:: Source material ::

/// Assembler mnemonics.
///
/// Only the subset that code generation emits is modelled. Operands live on
/// [`Instruction`](crate::Instruction); `Op` is the bare opcode and owns the
/// textual spelling expected by the downstream assembler.
#[derive(Debug, Clone, Copy, PartialEq, Eq, Hash)]
pub enum Op {
    /// Load a reference from a local slot.
    /// Operands: `slot`
    Aload,

    /// Store the reference on top of the stack into a local slot.
    /// Operands: `slot`
    Astore,

    /// Push a constant (integer or string) from the constant pool.
    /// Operands: `constant`
    Ldc,

    /// Push the raw integer `0`.
    Iconst0,

    /// Allocate an uninitialized object. Operands: `class`
    New,

    Dup,
    Pop,
    Swap,

    /// Downcast the reference on top of the stack, failing at runtime if it
    /// is not an instance of `class`.
    /// Operands: `class`
    Checkcast,

    /// Push a static field. Operands: `field`
    Getstatic,

    /// Operands: `method`
    Invokevirtual,

    /// Constructor call. Operands: `method`
    Invokespecial,

    /// Operands: `method`
    Invokestatic,

    Iadd,
    Isub,
    Imul,
    Idiv,
    Irem,
    Ineg,
    Ixor,

    /// Unconditional jump. Operands: `target`
    Goto,

    /// Pop one raw integer, jump if it is zero.
    Ifeq,
    /// Pop one raw integer, jump if it is non-zero.
    Ifne,

    /// Pop two raw integers and jump when the comparison holds.
    IfIcmpeq,
    IfIcmpne,
    IfIcmpgt,
    IfIcmpge,
    IfIcmplt,
    IfIcmple,

    /// Pop two references and jump on identity (in)equality.
    IfAcmpeq,
    IfAcmpne,

    /// Void return.
    Return,

    /// Return the reference on top of the stack.
    Areturn,
}

impl Op {
    pub const fn mnemonic(self) -> &'static str {
        match self {
            Op::Aload => "aload",
            Op::Astore => "astore",
            Op::Ldc => "ldc",
            Op::Iconst0 => "iconst_0",
            Op::New => "new",
            Op::Dup => "dup",
            Op::Pop => "pop",
            Op::Swap => "swap",
            Op::Checkcast => "checkcast",
            Op::Getstatic => "getstatic",
            Op::Invokevirtual => "invokevirtual",
            Op::Invokespecial => "invokespecial",
            Op::Invokestatic => "invokestatic",
            Op::Iadd => "iadd",
            Op::Isub => "isub",
            Op::Imul => "imul",
            Op::Idiv => "idiv",
            Op::Irem => "irem",
            Op::Ineg => "ineg",
            Op::Ixor => "ixor",
            Op::Goto => "goto",
            Op::Ifeq => "ifeq",
            Op::Ifne => "ifne",
            Op::IfIcmpeq => "if_icmpeq",
            Op::IfIcmpne => "if_icmpne",
            Op::IfIcmpgt => "if_icmpgt",
            Op::IfIcmpge => "if_icmpge",
            Op::IfIcmplt => "if_icmplt",
            Op::IfIcmple => "if_icmple",
            Op::IfAcmpeq => "if_acmpeq",
            Op::IfAcmpne => "if_acmpne",
            Op::Return => "return",
            Op::Areturn => "areturn",
        }
    }

    /// `true` for both void and value returns.
    pub const fn is_return(self) -> bool {
        matches!(self, Op::Return | Op::Areturn)
    }
}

:::

Exercise: Every line of the listing that includes "Invokespecial" must be shown.

Answer for this exercise:
    Invokespecial,
            Op::Invokespecial => "invokespecial",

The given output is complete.